◆ Directions for this task ◆
Set down exactly, and only, the lines from the one with "let one = Complex64::new(1.0, 0.0);" to the final line of the entries, both included.

Stored data entries:
--*--

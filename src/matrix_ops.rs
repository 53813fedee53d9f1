//! Sequential matrix kernels.
//!
//! Kernels walk the one-based `(row, column)` grid through the
//! [`Matrix`] / [`MatrixMut`] contract. Shapes are validated up front and a
//! mismatch is reported as [`ViewError::ShapeMismatch`] before anything is
//! written; a view whose backing slice is shorter than its shape is reported
//! as [`ViewError::BufferTooSmall`].

use std::ops::{Add, Mul, Sub};

use num_traits::Zero;

use crate::matrix_view::{Matrix, MatrixMut};
use crate::{Result, ViewError};

pub(crate) fn ensure_same_shape(a: [usize; 2], b: [usize; 2]) -> Result<()> {
    if a != b {
        log::debug!("matrix shape mismatch: {:?} vs {:?}", a, b);
        return Err(ViewError::ShapeMismatch(a.to_vec(), b.to_vec()));
    }
    Ok(())
}

/// Reject a matrix whose `data()` holds fewer than `rows * columns`
/// elements (a view built from a null pointer) before anything is written.
pub(crate) fn ensure_backed<M: Matrix + ?Sized>(m: &M) -> Result<()> {
    let (needed, len) = (m.size(), m.data().len());
    if len < needed {
        log::debug!(
            "matrix {:?} backed by {} of {} elements",
            m.shape(),
            len,
            needed
        );
        return Err(ViewError::BufferTooSmall { needed, len });
    }
    Ok(())
}

/// `dest(i, j) = f(src(i, j))`.
pub fn map_into<D, S, F>(dest: &mut D, src: &S, f: F) -> Result<()>
where
    D: MatrixMut,
    S: Matrix,
    F: Fn(&S::Elem) -> D::Elem,
{
    ensure_same_shape(dest.shape(), src.shape())?;
    ensure_backed(&*dest)?;
    ensure_backed(src)?;
    for i in 1..=src.rows() {
        for j in 1..=src.columns() {
            *dest.elem_mut(i, j) = f(src.elem(i, j));
        }
    }
    Ok(())
}

/// `dest(i, j) = f(a(i, j), b(i, j))`.
pub fn zip_map2_into<D, A, B, F>(dest: &mut D, a: &A, b: &B, f: F) -> Result<()>
where
    D: MatrixMut,
    A: Matrix,
    B: Matrix,
    F: Fn(&A::Elem, &B::Elem) -> D::Elem,
{
    ensure_same_shape(a.shape(), b.shape())?;
    ensure_same_shape(dest.shape(), a.shape())?;
    ensure_backed(&*dest)?;
    ensure_backed(a)?;
    ensure_backed(b)?;
    for i in 1..=a.rows() {
        for j in 1..=a.columns() {
            *dest.elem_mut(i, j) = f(a.elem(i, j), b.elem(i, j));
        }
    }
    Ok(())
}

pub fn copy_into<T, D, S>(dest: &mut D, src: &S) -> Result<()>
where
    T: Clone,
    D: MatrixMut<Elem = T>,
    S: Matrix<Elem = T>,
{
    map_into(dest, src, |x| x.clone())
}

/// Set every element of `dest` to `value`.
///
/// Writes through `data_mut()`, so a view with no backing elements is left
/// untouched.
pub fn fill<T, D>(dest: &mut D, value: T)
where
    T: Clone,
    D: MatrixMut<Elem = T>,
{
    dest.data_mut().fill(value);
}

/// `dest(j, i) = src(i, j)`; `dest` must be `columns x rows` of `src`.
///
/// `dest` and `src` cannot alias, so this is never an in-place transpose.
pub fn transpose_into<T, D, S>(dest: &mut D, src: &S) -> Result<()>
where
    T: Clone,
    D: MatrixMut<Elem = T>,
    S: Matrix<Elem = T>,
{
    ensure_same_shape(dest.shape(), [src.columns(), src.rows()])?;
    ensure_backed(&*dest)?;
    ensure_backed(src)?;
    for i in 1..=src.rows() {
        for j in 1..=src.columns() {
            *dest.elem_mut(j, i) = src.elem(i, j).clone();
        }
    }
    Ok(())
}

pub fn add_into<T, D, A, B>(dest: &mut D, a: &A, b: &B) -> Result<()>
where
    T: Clone + Add<Output = T>,
    D: MatrixMut<Elem = T>,
    A: Matrix<Elem = T>,
    B: Matrix<Elem = T>,
{
    zip_map2_into(dest, a, b, |x, y| x.clone() + y.clone())
}

pub fn sub_into<T, D, A, B>(dest: &mut D, a: &A, b: &B) -> Result<()>
where
    T: Clone + Sub<Output = T>,
    D: MatrixMut<Elem = T>,
    A: Matrix<Elem = T>,
    B: Matrix<Elem = T>,
{
    zip_map2_into(dest, a, b, |x, y| x.clone() - y.clone())
}

/// Elementwise (Hadamard) product.
pub fn hadamard_into<T, D, A, B>(dest: &mut D, a: &A, b: &B) -> Result<()>
where
    T: Clone + Mul<Output = T>,
    D: MatrixMut<Elem = T>,
    A: Matrix<Elem = T>,
    B: Matrix<Elem = T>,
{
    zip_map2_into(dest, a, b, |x, y| x.clone() * y.clone())
}

/// Matrix product `dest = a * b`.
///
/// Requires `a.columns() == b.rows()` and `dest` shaped `a.rows() x b.columns()`.
pub fn matmul_into<T, D, A, B>(dest: &mut D, a: &A, b: &B) -> Result<()>
where
    T: Clone + Zero + Add<Output = T> + Mul<Output = T>,
    D: MatrixMut<Elem = T>,
    A: Matrix<Elem = T>,
    B: Matrix<Elem = T>,
{
    if a.columns() != b.rows() {
        log::debug!(
            "matmul inner dimension mismatch: {:?} x {:?}",
            a.shape(),
            b.shape()
        );
        return Err(ViewError::ShapeMismatch(a.shape().to_vec(), b.shape().to_vec()));
    }
    ensure_same_shape(dest.shape(), [a.rows(), b.columns()])?;
    ensure_backed(&*dest)?;
    ensure_backed(a)?;
    ensure_backed(b)?;
    for i in 1..=a.rows() {
        for j in 1..=b.columns() {
            let mut acc = T::zero();
            for k in 1..=a.columns() {
                acc = acc + a.elem(i, k).clone() * b.elem(k, j).clone();
            }
            *dest.elem_mut(i, j) = acc;
        }
    }
    Ok(())
}

/// `dest = src * scalar`.
pub fn mul_scalar_into<T, D, S>(dest: &mut D, src: &S, scalar: T) -> Result<()>
where
    T: Clone + Mul<Output = T>,
    D: MatrixMut<Elem = T>,
    S: Matrix<Elem = T>,
{
    map_into(dest, src, |x| x.clone() * scalar.clone())
}

/// `dest = scalar * src`.
pub fn scalar_mul_into<T, D, S>(dest: &mut D, scalar: T, src: &S) -> Result<()>
where
    T: Clone + Mul<Output = T>,
    D: MatrixMut<Elem = T>,
    S: Matrix<Elem = T>,
{
    map_into(dest, src, |x| scalar.clone() * x.clone())
}

#[cfg(test)]
mod tests {
    use super::*;
    use crate::math::sigmoid;
    use crate::matrix_view::{MatrixView, MatrixViewMut};
    use approx::assert_relative_eq;
    use num_complex::Complex64;

    #[test]
    fn test_copy_and_fill() {
        let src_data = vec![1.0, 2.0, 3.0, 4.0];
        let mut dst_data = vec![0.0; 4];
        let src = MatrixView::new(&src_data, 2, 2).unwrap();
        let mut dst = MatrixViewMut::new(&mut dst_data, 2, 2).unwrap();
        copy_into(&mut dst, &src).unwrap();
        assert_eq!(dst.data(), src.data());
        fill(&mut dst, 7.5);
        assert!(dst.data().iter().all(|&x| x == 7.5));
    }

    #[test]
    fn test_map_sigmoid() {
        let src_data = vec![0.0, 1.0, -1.0, 2.0];
        let mut dst_data = vec![0.0; 4];
        let src = MatrixView::new(&src_data, 2, 2).unwrap();
        let mut dst = MatrixViewMut::new(&mut dst_data, 2, 2).unwrap();
        map_into(&mut dst, &src, |&x| sigmoid(x)).unwrap();
        assert_relative_eq!(dst[(1, 1)], 0.5);
        assert_relative_eq!(dst[(2, 2)], 2.0f64.exp() / (2.0f64.exp() + 1.0));
    }

    #[test]
    fn test_transpose() {
        let src_data: Vec<i32> = (1..=6).collect();
        let mut dst_data = vec![0; 6];
        let src = MatrixView::new(&src_data, 2, 3).unwrap();
        let mut dst = MatrixViewMut::new(&mut dst_data, 3, 2).unwrap();
        transpose_into(&mut dst, &src).unwrap();
        assert_eq!(dst_data, vec![1, 4, 2, 5, 3, 6]);
    }

    #[test]
    fn test_transpose_shape_mismatch() {
        let src_data = vec![0; 6];
        let mut dst_data = vec![0; 6];
        let src = MatrixView::new(&src_data, 2, 3).unwrap();
        let mut dst = MatrixViewMut::new(&mut dst_data, 2, 3).unwrap();
        let err = transpose_into(&mut dst, &src).unwrap_err();
        assert_eq!(err, ViewError::ShapeMismatch(vec![2, 3], vec![3, 2]));
    }

    #[test]
    fn test_add_sub_hadamard() {
        let a_data = vec![1, 2, 3, 4];
        let b_data = vec![5, 6, 7, 8];
        let mut out = vec![0; 4];
        let a = MatrixView::new(&a_data, 2, 2).unwrap();
        let b = MatrixView::new(&b_data, 2, 2).unwrap();
        {
            let mut d = MatrixViewMut::new(&mut out, 2, 2).unwrap();
            add_into(&mut d, &a, &b).unwrap();
        }
        assert_eq!(out, vec![6, 8, 10, 12]);
        {
            let mut d = MatrixViewMut::new(&mut out, 2, 2).unwrap();
            sub_into(&mut d, &a, &b).unwrap();
        }
        assert_eq!(out, vec![-4, -4, -4, -4]);
        {
            let mut d = MatrixViewMut::new(&mut out, 2, 2).unwrap();
            hadamard_into(&mut d, &a, &b).unwrap();
        }
        assert_eq!(out, vec![5, 12, 21, 32]);
    }

    #[test]
    fn test_binary_shape_mismatch_writes_nothing() {
        let a_data = vec![1.0; 6];
        let b_data = vec![1.0; 6];
        let mut out = vec![-1.0; 6];
        let a = MatrixView::new(&a_data, 2, 3).unwrap();
        let b = MatrixView::new(&b_data, 3, 2).unwrap();
        let mut d = MatrixViewMut::new(&mut out, 2, 3).unwrap();
        assert!(matches!(
            add_into(&mut d, &a, &b),
            Err(ViewError::ShapeMismatch(_, _))
        ));
        assert!(d.data().iter().all(|&x| x == -1.0));
    }

    #[test]
    fn test_unbacked_view_is_rejected() {
        let src_data = vec![1.0; 6];
        let src = MatrixView::new(&src_data, 2, 3).unwrap();
        let mut null = unsafe { MatrixViewMut::from_raw_parts(std::ptr::null_mut(), 2, 3) };
        assert_eq!(
            copy_into(&mut null, &src).unwrap_err(),
            ViewError::BufferTooSmall { needed: 6, len: 0 }
        );
        let null_src: MatrixView<'_, f64> =
            unsafe { MatrixView::from_raw_parts(std::ptr::null(), 3, 2) };
        let mut out = vec![0.0; 6];
        assert!(matches!(
            transpose_into(&mut MatrixViewMut::new(&mut out, 2, 3).unwrap(), &null_src),
            Err(ViewError::BufferTooSmall { .. })
        ));
        fill(&mut null, 1.0);
        assert!(null.data().is_empty());
    }

    #[test]
    fn test_matmul() {
        // [1 2 3]   [7  8 ]   [ 58  64]
        // [4 5 6] x [9  10] = [139 154]
        //           [11 12]
        let a_data = vec![1.0, 2.0, 3.0, 4.0, 5.0, 6.0];
        let b_data = vec![7.0, 8.0, 9.0, 10.0, 11.0, 12.0];
        let mut out = vec![0.0; 4];
        let a = MatrixView::new(&a_data, 2, 3).unwrap();
        let b = MatrixView::new(&b_data, 3, 2).unwrap();
        let mut d = MatrixViewMut::new(&mut out, 2, 2).unwrap();
        matmul_into(&mut d, &a, &b).unwrap();
        assert_eq!(out, vec![58.0, 64.0, 139.0, 154.0]);
    }

    #[test]
    fn test_matmul_inner_mismatch() {
        let a_data = vec![0.0; 6];
        let mut out = vec![0.0; 4];
        let a = MatrixView::new(&a_data, 2, 3).unwrap();
        let mut d = MatrixViewMut::new(&mut out, 2, 2).unwrap();
        assert_eq!(
            matmul_into(&mut d, &a, &a).unwrap_err(),
            ViewError::ShapeMismatch(vec![2, 3], vec![2, 3])
        );
    }

    #[test]
    fn test_matmul_complex() {
        let i = Complex64::new(0.0, 1.0);
        let one = Complex64::new(1.0, 0.0);
        let a_data = vec![one, i, i, one];
        let mut out = vec![Complex64::new(0.0, 0.0); 4];
        let a = MatrixView::new(&a_data, 2, 2).unwrap();
        let mut d = MatrixViewMut::new(&mut out, 2, 2).unwrap();
        matmul_into(&mut d, &a, &a).unwrap();
        // [1 i; i 1]^2 = [0 2i; 2i 0]
        assert_eq!(out[0], Complex64::new(0.0, 0.0));
        assert_eq!(out[1], Complex64::new(0.0, 2.0));
        assert_eq!(out[2], Complex64::new(0.0, 2.0));
        assert_eq!(out[3], Complex64::new(0.0, 0.0));
    }

    #[test]
    fn test_scalar_multiply_both_sides() {
        let src_data = vec![1.0, -2.0, 3.0, 0.5];
        let mut left = vec![0.0; 4];
        let mut right = vec![0.0; 4];
        let src = MatrixView::new(&src_data, 2, 2).unwrap();
        mul_scalar_into(&mut MatrixViewMut::new(&mut left, 2, 2).unwrap(), &src, 3.0).unwrap();
        scalar_mul_into(&mut MatrixViewMut::new(&mut right, 2, 2).unwrap(), 3.0, &src).unwrap();
        assert_eq!(left, vec![3.0, -6.0, 9.0, 1.5]);
        assert_eq!(left, right);
    }
}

--*--

◆ Solution to the problem ◆
        let one = Complex64::new(1.0, 0.0);
        let a_data = vec![one, i, i, one];
        let mut out = vec![Complex64::new(0.0, 0.0); 4];
        let a = MatrixView::new(&a_data, 2, 2).unwrap();
        let mut d = MatrixViewMut::new(&mut out, 2, 2).unwrap();
        matmul_into(&mut d, &a, &a).unwrap();
        // [1 i; i 1]^2 = [0 2i; 2i 0]
        assert_eq!(out[0], Complex64::new(0.0, 0.0));
        assert_eq!(out[1], Complex64::new(0.0, 2.0));
        assert_eq!(out[2], Complex64::new(0.0, 2.0));
        assert_eq!(out[3], Complex64::new(0.0, 0.0));
    }

    #[test]
    fn test_scalar_multiply_both_sides() {
        let src_data = vec![1.0, -2.0, 3.0, 0.5];
        let mut left = vec![0.0; 4];
        let mut right = vec![0.0; 4];
        let src = MatrixView::new(&src_data, 2, 2).unwrap();
        mul_scalar_into(&mut MatrixViewMut::new(&mut left, 2, 2).unwrap(), &src, 3.0).unwrap();
        scalar_mul_into(&mut MatrixViewMut::new(&mut right, 2, 2).unwrap(), 3.0, &src).unwrap();
        assert_eq!(left, vec![3.0, -6.0, 9.0, 1.5]);
        assert_eq!(left, right);
    }
}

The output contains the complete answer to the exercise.